Pada tabel 7 terlihat bahwa tingkat keberhasilan perkembangan embrio kloning untuk mencapai tahapan blastosis masih cukup rendah yaitu berkisar antara 7-10%, sedangkan pada kontrol hanya mampu mencapai efisiensi 3,2% (tabel 4). Secara umum embrio kloning yang dihasilkan dengan penambahan Scriptaid dan TSA menunjukkan perkembangan yang lebih baik daripada embrio kloning kontrol (gambar 8).

Tabel 7. Perkembangan embrio kloning mencit secara in vitro

Perlakuan

Aktivasi Embrio Kloning

Tahap Pembelahan Embrio Kloning (%)

dua sel empat sel delapan sel morula blastosis

TSA 50 38a 26 a (68,4) 9a (23,7) 5a (13,2) 3a (7,9) Scriptaid 51 37a 24 a (64,9) 11a (29,7) 7a (18,9) 4a (10,8) Keterangan: Prosentase diperoleh dari membandingkan dengan kolom dua sel. Angka di dalam tanda kurung merupakan angka prosentase.

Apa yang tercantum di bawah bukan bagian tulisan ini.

//! Solver configuration and result types.

use std::fmt;

use crate::vector::Point;

use super::error::SolveError;

/// Solver configuration.
///
/// Plain immutable value: the solver takes it by copy and never changes it,
/// so one `SolverCfg` can drive any number of independent solves.
#[derive(Clone, Copy, Debug, PartialEq)]
pub struct SolverCfg {
    /// Maximum accepted distance between end effector and target.
    pub tolerance: f64,
    /// Cap on forward/backward sweep pairs. `None` means unbounded; the caller
    /// must then be sure the target is reachable within `tolerance`.
    pub max_iterations: Option<usize>,
    /// Pin the root to its starting position.
    pub root_fixed: bool,
}

impl Default for SolverCfg {
    fn default() -> Self {
        Self {
            tolerance: 1e-3,
            max_iterations: Some(64),
            root_fixed: true,
        }
    }
}

impl SolverCfg {
    /// Unbounded iteration count with the given tolerance and a fixed root.
    pub fn unbounded(tolerance: f64) -> Self {
        Self {
            tolerance,
            max_iterations: None,
            root_fixed: true,
        }
    }

    #[must_use]
    pub fn with_tolerance(self, tolerance: f64) -> Self {
        Self { tolerance, ..self }
    }

    #[must_use]
    pub fn with_max_iterations(self, max_iterations: Option<usize>) -> Self {
        Self {
            max_iterations,
            ..self
        }
    }

    #[must_use]
    pub fn with_root_fixed(self, root_fixed: bool) -> Self {
        Self { root_fixed, ..self }
    }

    pub fn validate(&self) -> Result<(), SolveError> {
        if !(self.tolerance.is_finite() && self.tolerance > 0.0) {
            return Err(SolveError::InvalidTolerance {
                tolerance: self.tolerance,
            });
        }
        if self.max_iterations == Some(0) {
            return Err(SolveError::InvalidMaxIterations);
        }
        Ok(())
    }

    #[inline]
    pub(crate) fn allows_iteration(&self, done: usize) -> bool {
        self.max_iterations.is_none_or(|cap| done < cap)
    }
}

/// How a solve ended.
#[derive(Clone, Copy, Debug, PartialEq, Eq)]
pub enum Status {
    /// Fixed root, target out of reach: chain stretched straight toward it.
    Stretched,
    /// End effector within tolerance of the target.
    Converged,
    /// Iteration cap hit before reaching tolerance. Advisory, not an error.
    IterationCap,
}

impl fmt::Display for Status {
    fn fmt(&self, f: &mut fmt::Formatter<'_>) -> fmt::Result {
        f.write_str(match self {
            Self::Stretched => "stretched",
            Self::Converged => "converged",
            Self::IterationCap => "iteration_cap",
        })
    }
}

/// Which sweep produced a point update.
#[derive(Clone, Copy, Debug, PartialEq, Eq)]
pub enum Phase {
    Stretch,
    Forward,
    Backward,
}

impl fmt::Display for Phase {
    fn fmt(&self, f: &mut fmt::Formatter<'_>) -> fmt::Result {
        f.write_str(match self {
            Self::Stretch => "stretch",
            Self::Forward => "forward",
            Self::Backward => "backward",
        })
    }
}

/// A single point update performed by the engine.
#[derive(Clone, Copy, Debug, PartialEq, Eq)]
pub struct Update {
    pub phase: Phase,
    /// Index of the joint that moved.
    pub joint: usize,
    /// Zero-based sweep pair the update belongs to (always 0 for `Stretch`).
    pub iteration: usize,
}

/// Outcome metadata of a solve.
#[derive(Clone, Copy, Debug, PartialEq)]
pub struct Report {
    pub status: Status,
    /// Completed forward/backward sweep pairs.
    pub iterations: usize,
    /// Final distance between end effector and target.
    pub residual: f64,
}

impl Report {
    pub fn converged(&self) -> bool {
        self.status == Status::Converged
    }
}

/// Final chain plus outcome metadata.
#[derive(Clone, Debug, PartialEq)]
pub struct Solution<const D: usize> {
    pub chain: Vec<Point<D>>,
    pub report: Report,
}

impl<const D: usize> Solution<D> {
    pub fn converged(&self) -> bool {
        self.report.converged()
    }

    pub fn end_effector(&self) -> &Point<D> {
        // chains are validated non-empty
        &self.chain[self.chain.len() - 1]
    }

    pub fn into_chain(self) -> Vec<Point<D>> {
        self.chain
    }
}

Berdasarkan hasil penelitian ini diduga TSA dan Scriptaid berperan dalam proses ‘nuclear reprogramming’ dengan cara mengurangi level metilasi DNA dan deasetilasi histon. Urutan DNA yang mengalami metilasi, yaitu adanya gugus metil (CH3) yang berikatan dengan atom C nomor lima pada

cytosine sedangkan pada histon justru kebalikannya yaitu apabila kehilangan gugus acetyl maka struktur kromatin akan mengalami kompaksi. Kromatin yang mengalami kompaksi dapat membuat gen-gen yang terkandung di dalamnya tidak dapat diekspresikan dengan normal. Hal ini sama seperti pada urutan DNA yang mengalami metilasi, maka gen-gen tidak dapat diekspresikan. Pada perkembangan embrionik, banyak gen-gen yang terlibat dalam sintesa protein yang diperlukan pada setiap tahapan pembelahan sel. Apabila protein yang diperlukan tidak tersedia maka pembelahan/ perkembangan embrio dapat berhenti (Yang et al. 2007).

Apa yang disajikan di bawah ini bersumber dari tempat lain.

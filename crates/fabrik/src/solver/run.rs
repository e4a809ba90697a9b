//! Run-to-completion entry points.

use crate::vector::Point;

use super::engine::Relaxation;
use super::error::SolveError;
use super::types::{Report, Solution, SolverCfg, Update};

/// Solve the chain for `target` and return the final configuration.
///
/// Pre: `bones.len() == chain.len() - 1`, all bones > 0, `cfg.tolerance > 0`,
/// no two consecutive joints coincide.
/// Post: every bone keeps its length; with `cfg.root_fixed` the root is
/// unchanged. Hitting the iteration cap is reported through
/// `Report::status`, not as an error.
pub fn solve<const D: usize>(
    cfg: SolverCfg,
    chain: &[Point<D>],
    bones: &[f64],
    target: Point<D>,
) -> Result<Solution<D>, SolveError> {
    Relaxation::new(cfg, chain, bones, target)?.finish()
}

/// Like [`solve`], calling `observer` after every single point update with the
/// update and the chain state right after it.
pub fn solve_with<const D: usize, F>(
    cfg: SolverCfg,
    chain: &[Point<D>],
    bones: &[f64],
    target: Point<D>,
    mut observer: F,
) -> Result<Solution<D>, SolveError>
where
    F: FnMut(&Update, &[Point<D>]),
{
    let mut relax = Relaxation::new(cfg, chain, bones, target)?;
    while let Some(update) = relax.advance()? {
        observer(&update, relax.chain());
    }
    relax.finish()
}

/// Solve and write the result back into `chain`.
///
/// `chain` is only overwritten when the solve succeeds.
pub fn solve_in_place<const D: usize>(
    cfg: SolverCfg,
    chain: &mut [Point<D>],
    bones: &[f64],
    target: Point<D>,
) -> Result<Report, SolveError> {
    let solution = solve(cfg, chain, bones, target)?;
    chain.copy_from_slice(&solution.chain);
    Ok(solution.report)
}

Gambar 9. Tahapan perkembangan kultur in vitro embrio kloning. A. Anak panah menunjukkan Pseudopronucleus yang diploid, B: Embrio kloning tahap dua sel, C: Embrio kloning tahap empat sel, D: Embrio kloning tahap delapan sel, E: Embrio kloning tahap morula, F: Embrio kloning tahap blastosis. Bar = 100 µm.

Simpulan

Sel kumulus yang dipakai sebagai donor inti berada pada tahap siklus sel G0/G1. Sel kumulus ini yang berdiameter 5-7 µm dan populasinya sebesar

70,84%. Tahap enukleasi dapat mencapai tingkat efisiensi sebesar 49%, sedangkan tahap transfer inti dapat mencapai tingkat efisiensi 40,8%. Penambahan Scriptaid berhasil meningkatkan efisiensi embrio kloning yang mencapai tahap blastosis menjadi 10,8%. Penambahan HDACi (Scriptaid dan

TSA) dapat meningkatkan tingkat efisiensi hingga tiga kali lipat dibandingkan dengan kontrol.